## ABOUT THIS TASK
Going through the data below, find how many lines include the word "Quit", and reply with that number alone.

+++ DATA SUPPLIED +++

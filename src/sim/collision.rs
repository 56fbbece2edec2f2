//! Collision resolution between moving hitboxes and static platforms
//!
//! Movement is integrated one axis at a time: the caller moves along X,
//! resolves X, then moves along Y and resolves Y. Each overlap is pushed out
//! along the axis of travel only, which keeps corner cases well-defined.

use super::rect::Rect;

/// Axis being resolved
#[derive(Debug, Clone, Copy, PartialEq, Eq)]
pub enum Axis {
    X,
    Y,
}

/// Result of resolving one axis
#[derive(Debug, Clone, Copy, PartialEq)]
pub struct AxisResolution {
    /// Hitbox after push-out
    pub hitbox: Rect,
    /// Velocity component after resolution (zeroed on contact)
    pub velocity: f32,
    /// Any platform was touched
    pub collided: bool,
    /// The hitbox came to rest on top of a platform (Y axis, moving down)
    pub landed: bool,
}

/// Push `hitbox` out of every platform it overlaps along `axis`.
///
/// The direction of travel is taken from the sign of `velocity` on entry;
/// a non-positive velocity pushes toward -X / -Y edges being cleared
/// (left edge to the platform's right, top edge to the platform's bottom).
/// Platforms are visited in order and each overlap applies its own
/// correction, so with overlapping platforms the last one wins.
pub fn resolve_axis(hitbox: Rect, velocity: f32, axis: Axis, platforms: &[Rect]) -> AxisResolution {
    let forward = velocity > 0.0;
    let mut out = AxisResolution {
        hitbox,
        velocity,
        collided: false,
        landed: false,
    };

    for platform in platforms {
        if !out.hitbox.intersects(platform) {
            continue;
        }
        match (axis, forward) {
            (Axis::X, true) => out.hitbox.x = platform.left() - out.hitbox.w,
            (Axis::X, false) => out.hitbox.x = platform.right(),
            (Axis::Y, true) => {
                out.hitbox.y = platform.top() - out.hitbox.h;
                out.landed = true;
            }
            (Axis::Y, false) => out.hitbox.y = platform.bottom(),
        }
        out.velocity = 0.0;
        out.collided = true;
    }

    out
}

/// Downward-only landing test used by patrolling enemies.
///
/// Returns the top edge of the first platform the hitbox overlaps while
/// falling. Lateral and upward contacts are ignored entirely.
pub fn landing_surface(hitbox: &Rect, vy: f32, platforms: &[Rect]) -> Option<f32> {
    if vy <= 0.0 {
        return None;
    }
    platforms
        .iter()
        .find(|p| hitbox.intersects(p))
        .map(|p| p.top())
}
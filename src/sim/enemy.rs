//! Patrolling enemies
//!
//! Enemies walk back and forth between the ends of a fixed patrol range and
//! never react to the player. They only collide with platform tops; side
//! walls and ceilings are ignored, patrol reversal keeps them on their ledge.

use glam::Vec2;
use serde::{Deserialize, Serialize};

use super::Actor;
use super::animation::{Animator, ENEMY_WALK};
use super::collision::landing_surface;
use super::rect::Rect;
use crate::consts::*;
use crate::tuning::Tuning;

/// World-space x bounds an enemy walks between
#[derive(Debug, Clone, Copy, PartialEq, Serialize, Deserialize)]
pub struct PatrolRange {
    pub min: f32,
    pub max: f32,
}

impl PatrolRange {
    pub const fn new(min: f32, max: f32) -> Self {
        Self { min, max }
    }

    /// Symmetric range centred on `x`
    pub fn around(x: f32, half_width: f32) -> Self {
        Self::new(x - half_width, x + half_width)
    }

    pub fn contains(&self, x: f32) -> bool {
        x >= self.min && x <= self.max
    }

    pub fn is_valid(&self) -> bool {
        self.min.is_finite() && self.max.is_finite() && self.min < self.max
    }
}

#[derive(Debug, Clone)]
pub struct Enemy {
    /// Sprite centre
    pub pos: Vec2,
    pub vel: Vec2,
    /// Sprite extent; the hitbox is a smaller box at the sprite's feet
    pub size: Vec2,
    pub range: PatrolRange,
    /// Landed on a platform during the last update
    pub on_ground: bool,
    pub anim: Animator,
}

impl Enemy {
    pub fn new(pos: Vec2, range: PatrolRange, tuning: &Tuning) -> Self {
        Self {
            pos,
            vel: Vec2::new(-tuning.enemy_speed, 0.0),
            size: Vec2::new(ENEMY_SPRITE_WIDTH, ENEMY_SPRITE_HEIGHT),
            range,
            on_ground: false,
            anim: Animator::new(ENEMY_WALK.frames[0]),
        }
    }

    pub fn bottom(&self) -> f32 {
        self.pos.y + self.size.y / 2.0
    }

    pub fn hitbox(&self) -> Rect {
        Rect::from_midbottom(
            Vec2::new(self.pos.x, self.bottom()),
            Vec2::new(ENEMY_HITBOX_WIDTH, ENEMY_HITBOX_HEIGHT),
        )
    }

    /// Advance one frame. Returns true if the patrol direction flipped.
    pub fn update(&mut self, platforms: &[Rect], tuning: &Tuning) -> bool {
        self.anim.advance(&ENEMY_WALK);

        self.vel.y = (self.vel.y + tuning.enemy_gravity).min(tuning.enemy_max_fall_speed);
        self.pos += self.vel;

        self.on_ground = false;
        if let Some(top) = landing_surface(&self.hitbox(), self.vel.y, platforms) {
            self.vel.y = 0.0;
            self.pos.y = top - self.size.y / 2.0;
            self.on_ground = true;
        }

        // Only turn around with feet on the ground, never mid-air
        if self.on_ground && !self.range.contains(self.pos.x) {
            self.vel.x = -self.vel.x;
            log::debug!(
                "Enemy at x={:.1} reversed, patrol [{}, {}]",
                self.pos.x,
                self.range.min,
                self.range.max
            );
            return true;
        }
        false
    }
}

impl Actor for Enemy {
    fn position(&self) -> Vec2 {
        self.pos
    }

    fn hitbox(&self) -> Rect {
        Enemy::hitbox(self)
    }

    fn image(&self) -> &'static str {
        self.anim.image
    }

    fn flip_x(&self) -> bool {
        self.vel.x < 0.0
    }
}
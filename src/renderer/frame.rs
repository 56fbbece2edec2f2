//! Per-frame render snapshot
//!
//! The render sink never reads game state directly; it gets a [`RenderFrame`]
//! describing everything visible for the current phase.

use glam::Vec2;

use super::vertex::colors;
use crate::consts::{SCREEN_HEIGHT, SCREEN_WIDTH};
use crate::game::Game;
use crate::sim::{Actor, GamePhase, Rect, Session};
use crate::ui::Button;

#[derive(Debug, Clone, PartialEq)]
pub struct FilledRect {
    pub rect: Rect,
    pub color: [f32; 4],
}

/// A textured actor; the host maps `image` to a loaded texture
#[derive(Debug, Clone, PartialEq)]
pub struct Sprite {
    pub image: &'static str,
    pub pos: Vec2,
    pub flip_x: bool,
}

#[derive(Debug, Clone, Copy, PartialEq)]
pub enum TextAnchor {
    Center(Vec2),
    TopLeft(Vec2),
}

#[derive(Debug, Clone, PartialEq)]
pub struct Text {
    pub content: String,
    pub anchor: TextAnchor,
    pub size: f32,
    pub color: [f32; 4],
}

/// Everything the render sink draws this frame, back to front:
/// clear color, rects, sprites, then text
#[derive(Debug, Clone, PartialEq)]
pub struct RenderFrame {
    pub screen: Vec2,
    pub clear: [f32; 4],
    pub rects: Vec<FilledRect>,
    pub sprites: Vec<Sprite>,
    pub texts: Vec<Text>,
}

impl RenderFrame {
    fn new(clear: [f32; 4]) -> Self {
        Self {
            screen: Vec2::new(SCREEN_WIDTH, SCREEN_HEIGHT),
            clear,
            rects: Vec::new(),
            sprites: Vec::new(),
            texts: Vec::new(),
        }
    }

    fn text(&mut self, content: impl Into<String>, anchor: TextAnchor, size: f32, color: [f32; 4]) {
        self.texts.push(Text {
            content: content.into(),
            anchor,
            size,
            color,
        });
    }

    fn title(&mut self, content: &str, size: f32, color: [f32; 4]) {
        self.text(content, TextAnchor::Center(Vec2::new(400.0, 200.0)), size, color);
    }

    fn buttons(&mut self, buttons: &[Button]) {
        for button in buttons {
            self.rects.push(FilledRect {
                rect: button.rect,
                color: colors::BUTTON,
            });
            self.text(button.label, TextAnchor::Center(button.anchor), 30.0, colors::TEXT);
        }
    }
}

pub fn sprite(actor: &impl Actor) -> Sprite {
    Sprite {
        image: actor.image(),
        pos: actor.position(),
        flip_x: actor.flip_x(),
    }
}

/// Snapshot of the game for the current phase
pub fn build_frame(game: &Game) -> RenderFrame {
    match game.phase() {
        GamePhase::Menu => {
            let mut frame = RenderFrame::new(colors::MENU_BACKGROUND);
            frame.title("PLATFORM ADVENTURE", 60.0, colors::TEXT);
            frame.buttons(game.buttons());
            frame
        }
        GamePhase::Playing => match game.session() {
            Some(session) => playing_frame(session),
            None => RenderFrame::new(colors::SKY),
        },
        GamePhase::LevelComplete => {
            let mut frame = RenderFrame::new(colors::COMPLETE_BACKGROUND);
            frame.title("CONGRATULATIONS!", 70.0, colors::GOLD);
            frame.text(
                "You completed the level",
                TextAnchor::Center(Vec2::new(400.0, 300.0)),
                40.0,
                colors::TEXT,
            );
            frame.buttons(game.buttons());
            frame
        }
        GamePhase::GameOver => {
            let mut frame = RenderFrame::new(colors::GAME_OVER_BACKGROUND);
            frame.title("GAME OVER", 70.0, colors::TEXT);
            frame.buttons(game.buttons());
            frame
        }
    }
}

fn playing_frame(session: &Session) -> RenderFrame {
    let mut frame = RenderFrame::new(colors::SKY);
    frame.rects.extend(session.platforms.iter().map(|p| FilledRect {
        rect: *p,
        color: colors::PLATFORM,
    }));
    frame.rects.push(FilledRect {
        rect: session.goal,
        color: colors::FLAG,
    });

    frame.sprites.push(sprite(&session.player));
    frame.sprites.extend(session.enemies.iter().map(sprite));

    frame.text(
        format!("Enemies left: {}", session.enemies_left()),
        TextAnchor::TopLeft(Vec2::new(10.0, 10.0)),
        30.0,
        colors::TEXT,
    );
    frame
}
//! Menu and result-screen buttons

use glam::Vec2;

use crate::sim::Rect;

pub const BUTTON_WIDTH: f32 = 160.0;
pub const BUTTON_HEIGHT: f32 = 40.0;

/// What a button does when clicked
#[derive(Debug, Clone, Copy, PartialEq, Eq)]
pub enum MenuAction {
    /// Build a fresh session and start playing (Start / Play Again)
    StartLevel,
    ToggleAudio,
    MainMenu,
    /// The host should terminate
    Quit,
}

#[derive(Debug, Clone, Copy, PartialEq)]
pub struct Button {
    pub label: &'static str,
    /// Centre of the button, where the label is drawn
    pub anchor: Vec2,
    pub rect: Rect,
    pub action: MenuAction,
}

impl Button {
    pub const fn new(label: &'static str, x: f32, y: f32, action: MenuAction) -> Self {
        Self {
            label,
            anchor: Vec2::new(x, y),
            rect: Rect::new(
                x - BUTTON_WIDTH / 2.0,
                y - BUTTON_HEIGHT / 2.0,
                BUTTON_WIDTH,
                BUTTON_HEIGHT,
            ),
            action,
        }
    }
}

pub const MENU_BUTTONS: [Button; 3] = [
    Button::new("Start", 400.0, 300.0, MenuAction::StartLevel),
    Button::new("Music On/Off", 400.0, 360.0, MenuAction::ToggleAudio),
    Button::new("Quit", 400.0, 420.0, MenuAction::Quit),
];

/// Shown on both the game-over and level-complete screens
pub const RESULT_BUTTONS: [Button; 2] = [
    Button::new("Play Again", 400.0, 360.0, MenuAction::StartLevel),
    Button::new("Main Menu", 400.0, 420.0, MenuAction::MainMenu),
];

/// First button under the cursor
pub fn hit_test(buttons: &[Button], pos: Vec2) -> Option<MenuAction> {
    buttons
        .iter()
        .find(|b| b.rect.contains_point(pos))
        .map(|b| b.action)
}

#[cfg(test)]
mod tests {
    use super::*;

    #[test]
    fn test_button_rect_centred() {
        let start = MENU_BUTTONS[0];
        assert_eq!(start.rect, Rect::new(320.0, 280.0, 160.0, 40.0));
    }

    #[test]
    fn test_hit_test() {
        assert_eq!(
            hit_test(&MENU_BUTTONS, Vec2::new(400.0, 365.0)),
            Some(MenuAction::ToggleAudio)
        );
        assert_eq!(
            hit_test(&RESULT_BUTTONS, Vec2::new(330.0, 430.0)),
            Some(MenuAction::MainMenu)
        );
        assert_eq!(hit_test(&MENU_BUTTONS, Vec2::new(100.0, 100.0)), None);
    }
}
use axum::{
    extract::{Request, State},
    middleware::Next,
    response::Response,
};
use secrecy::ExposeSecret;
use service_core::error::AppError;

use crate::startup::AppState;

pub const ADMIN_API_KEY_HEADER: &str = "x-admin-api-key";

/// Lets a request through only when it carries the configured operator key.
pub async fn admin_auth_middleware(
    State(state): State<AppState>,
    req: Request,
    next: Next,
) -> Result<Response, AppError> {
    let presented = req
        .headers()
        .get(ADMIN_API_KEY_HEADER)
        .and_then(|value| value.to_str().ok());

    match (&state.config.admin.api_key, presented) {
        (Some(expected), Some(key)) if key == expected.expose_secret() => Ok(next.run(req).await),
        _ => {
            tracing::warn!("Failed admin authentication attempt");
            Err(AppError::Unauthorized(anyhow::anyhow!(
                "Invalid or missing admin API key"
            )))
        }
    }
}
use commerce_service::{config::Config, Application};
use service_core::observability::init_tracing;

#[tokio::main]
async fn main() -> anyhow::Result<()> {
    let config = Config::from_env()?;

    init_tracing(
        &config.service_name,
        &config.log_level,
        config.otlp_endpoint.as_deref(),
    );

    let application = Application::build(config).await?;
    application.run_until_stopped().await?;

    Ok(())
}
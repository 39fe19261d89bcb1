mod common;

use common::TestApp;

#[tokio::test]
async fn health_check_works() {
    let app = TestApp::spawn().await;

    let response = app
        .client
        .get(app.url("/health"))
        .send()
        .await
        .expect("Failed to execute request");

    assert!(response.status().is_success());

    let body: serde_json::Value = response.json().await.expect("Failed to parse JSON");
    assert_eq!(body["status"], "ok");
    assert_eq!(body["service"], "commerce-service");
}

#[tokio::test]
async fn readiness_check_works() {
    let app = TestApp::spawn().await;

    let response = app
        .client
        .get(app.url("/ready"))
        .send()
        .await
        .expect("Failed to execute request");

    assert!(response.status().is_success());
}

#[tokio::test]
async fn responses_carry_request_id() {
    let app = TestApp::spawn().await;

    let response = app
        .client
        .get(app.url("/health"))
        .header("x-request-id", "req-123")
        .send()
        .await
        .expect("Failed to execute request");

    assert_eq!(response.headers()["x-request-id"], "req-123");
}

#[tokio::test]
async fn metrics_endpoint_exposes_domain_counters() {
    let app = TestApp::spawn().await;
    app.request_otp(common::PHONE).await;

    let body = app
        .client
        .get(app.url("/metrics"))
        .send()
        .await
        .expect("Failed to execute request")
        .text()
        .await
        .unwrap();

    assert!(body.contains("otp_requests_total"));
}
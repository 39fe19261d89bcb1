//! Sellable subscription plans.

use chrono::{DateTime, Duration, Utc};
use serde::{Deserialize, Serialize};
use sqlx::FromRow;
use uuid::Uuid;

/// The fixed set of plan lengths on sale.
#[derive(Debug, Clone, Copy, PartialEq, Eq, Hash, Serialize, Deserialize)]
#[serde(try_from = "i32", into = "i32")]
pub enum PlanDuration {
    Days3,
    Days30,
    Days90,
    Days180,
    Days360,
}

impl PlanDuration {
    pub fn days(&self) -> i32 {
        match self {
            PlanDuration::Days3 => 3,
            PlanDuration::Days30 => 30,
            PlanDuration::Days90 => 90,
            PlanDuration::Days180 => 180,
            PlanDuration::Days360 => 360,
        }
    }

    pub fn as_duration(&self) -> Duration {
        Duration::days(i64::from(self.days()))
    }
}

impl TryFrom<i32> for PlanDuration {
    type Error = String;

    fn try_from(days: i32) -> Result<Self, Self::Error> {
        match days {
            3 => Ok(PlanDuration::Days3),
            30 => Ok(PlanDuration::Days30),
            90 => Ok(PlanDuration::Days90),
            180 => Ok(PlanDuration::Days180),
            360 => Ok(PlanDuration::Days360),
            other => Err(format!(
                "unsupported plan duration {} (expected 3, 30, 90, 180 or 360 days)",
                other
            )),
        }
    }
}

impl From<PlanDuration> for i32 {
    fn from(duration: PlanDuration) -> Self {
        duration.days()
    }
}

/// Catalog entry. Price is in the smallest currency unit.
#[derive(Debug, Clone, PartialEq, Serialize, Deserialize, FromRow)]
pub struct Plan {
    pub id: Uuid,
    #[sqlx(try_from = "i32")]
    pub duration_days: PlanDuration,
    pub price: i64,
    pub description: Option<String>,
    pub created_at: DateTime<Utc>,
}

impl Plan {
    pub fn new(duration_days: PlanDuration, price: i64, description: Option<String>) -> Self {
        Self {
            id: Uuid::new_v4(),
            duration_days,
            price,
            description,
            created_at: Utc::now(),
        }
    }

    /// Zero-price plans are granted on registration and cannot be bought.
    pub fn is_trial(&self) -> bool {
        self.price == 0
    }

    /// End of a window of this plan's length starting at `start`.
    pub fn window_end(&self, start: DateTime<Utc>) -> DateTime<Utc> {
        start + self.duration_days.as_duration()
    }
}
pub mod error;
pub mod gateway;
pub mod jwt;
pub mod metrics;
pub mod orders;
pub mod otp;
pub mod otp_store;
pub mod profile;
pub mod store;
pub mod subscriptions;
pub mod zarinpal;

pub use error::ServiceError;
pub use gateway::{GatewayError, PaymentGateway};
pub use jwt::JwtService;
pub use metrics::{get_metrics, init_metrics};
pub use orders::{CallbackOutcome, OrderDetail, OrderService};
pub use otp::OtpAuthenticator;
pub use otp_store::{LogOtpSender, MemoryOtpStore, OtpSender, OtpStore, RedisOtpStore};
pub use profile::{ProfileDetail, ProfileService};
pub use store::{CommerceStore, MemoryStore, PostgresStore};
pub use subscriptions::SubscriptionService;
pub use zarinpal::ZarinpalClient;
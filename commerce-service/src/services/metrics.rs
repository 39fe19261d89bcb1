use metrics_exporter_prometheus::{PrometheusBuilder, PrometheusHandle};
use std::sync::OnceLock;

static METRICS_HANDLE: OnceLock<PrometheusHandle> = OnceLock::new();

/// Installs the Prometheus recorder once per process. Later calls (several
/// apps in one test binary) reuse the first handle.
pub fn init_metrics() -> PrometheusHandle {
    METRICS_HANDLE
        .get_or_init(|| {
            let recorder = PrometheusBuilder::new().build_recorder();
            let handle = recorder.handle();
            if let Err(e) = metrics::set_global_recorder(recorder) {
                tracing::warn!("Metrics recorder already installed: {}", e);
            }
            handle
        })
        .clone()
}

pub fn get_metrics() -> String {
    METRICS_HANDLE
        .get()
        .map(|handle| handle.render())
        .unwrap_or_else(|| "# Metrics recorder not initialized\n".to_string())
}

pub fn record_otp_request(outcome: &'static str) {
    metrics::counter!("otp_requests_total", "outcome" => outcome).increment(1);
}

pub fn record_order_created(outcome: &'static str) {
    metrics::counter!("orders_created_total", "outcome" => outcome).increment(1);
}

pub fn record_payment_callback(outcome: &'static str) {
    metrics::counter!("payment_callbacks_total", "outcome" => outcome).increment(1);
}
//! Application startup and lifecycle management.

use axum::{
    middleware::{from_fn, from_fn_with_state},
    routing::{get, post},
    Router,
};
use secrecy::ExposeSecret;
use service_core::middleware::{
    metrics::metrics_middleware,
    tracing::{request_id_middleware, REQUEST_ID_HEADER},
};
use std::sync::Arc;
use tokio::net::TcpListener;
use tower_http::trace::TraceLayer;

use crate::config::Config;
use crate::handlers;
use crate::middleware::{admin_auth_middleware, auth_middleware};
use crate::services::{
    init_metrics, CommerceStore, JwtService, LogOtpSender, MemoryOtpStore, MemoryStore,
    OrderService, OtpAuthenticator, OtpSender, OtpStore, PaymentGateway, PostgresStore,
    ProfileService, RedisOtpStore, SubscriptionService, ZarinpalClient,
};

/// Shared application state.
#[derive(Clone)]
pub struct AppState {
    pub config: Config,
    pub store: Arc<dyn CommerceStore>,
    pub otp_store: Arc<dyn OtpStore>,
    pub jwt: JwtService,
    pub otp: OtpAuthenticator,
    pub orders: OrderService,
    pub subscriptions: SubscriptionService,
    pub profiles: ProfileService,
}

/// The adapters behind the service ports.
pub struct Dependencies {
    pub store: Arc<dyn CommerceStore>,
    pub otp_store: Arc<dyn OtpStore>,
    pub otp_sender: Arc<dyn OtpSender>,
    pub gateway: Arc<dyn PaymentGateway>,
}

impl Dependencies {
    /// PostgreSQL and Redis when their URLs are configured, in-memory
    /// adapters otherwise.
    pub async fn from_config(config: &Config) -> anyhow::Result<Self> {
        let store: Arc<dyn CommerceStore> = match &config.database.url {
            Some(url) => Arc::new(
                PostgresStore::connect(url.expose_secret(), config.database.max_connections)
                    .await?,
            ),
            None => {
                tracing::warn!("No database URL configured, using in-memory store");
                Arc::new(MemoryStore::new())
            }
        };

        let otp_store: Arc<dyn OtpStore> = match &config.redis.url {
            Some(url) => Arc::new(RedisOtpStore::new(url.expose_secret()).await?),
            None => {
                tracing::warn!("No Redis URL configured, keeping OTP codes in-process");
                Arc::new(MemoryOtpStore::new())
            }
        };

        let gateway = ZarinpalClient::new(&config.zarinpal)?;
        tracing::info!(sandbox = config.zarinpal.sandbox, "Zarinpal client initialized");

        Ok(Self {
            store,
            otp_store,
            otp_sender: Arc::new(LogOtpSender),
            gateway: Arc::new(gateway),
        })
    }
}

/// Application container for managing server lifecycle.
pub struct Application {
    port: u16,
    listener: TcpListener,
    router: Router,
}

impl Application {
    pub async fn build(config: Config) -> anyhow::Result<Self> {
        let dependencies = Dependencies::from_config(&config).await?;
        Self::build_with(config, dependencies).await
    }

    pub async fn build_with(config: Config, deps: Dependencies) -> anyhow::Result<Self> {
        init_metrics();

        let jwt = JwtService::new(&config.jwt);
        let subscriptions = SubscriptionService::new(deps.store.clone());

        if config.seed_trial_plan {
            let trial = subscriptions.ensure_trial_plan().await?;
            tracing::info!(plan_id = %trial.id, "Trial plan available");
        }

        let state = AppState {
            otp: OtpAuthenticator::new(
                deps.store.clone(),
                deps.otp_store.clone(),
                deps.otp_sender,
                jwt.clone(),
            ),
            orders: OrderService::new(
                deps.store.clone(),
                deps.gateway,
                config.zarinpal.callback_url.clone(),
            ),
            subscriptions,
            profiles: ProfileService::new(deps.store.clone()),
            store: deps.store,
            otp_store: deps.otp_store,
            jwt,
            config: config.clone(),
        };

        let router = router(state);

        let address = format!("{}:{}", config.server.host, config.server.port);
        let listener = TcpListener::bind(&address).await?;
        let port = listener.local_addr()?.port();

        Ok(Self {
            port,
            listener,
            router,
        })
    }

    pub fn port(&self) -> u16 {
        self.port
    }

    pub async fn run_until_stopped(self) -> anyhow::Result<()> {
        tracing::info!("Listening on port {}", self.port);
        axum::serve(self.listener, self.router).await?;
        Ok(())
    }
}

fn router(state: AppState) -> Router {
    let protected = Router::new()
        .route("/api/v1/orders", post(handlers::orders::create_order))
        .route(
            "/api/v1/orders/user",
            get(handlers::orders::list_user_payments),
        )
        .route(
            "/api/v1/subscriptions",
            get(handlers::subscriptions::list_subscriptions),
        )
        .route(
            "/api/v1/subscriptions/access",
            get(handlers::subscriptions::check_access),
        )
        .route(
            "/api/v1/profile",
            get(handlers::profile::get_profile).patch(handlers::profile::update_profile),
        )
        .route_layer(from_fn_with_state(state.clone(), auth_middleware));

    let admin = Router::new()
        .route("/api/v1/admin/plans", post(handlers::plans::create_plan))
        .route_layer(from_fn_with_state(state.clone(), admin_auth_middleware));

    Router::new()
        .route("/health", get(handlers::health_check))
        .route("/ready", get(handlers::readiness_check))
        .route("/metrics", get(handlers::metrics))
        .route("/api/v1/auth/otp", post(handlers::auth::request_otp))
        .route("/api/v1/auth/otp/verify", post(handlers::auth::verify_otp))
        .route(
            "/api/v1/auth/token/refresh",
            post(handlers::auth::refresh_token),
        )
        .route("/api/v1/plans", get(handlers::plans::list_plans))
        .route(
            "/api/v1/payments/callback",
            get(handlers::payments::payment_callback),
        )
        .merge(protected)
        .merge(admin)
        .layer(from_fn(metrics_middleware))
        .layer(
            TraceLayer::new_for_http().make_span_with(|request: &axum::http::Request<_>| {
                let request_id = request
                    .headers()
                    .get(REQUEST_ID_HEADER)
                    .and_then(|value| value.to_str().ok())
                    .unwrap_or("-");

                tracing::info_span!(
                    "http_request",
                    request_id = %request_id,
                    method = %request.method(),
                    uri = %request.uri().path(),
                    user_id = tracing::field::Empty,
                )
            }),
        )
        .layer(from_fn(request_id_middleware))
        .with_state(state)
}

+++

## RESPONSE FOR THIS EXERCISE
2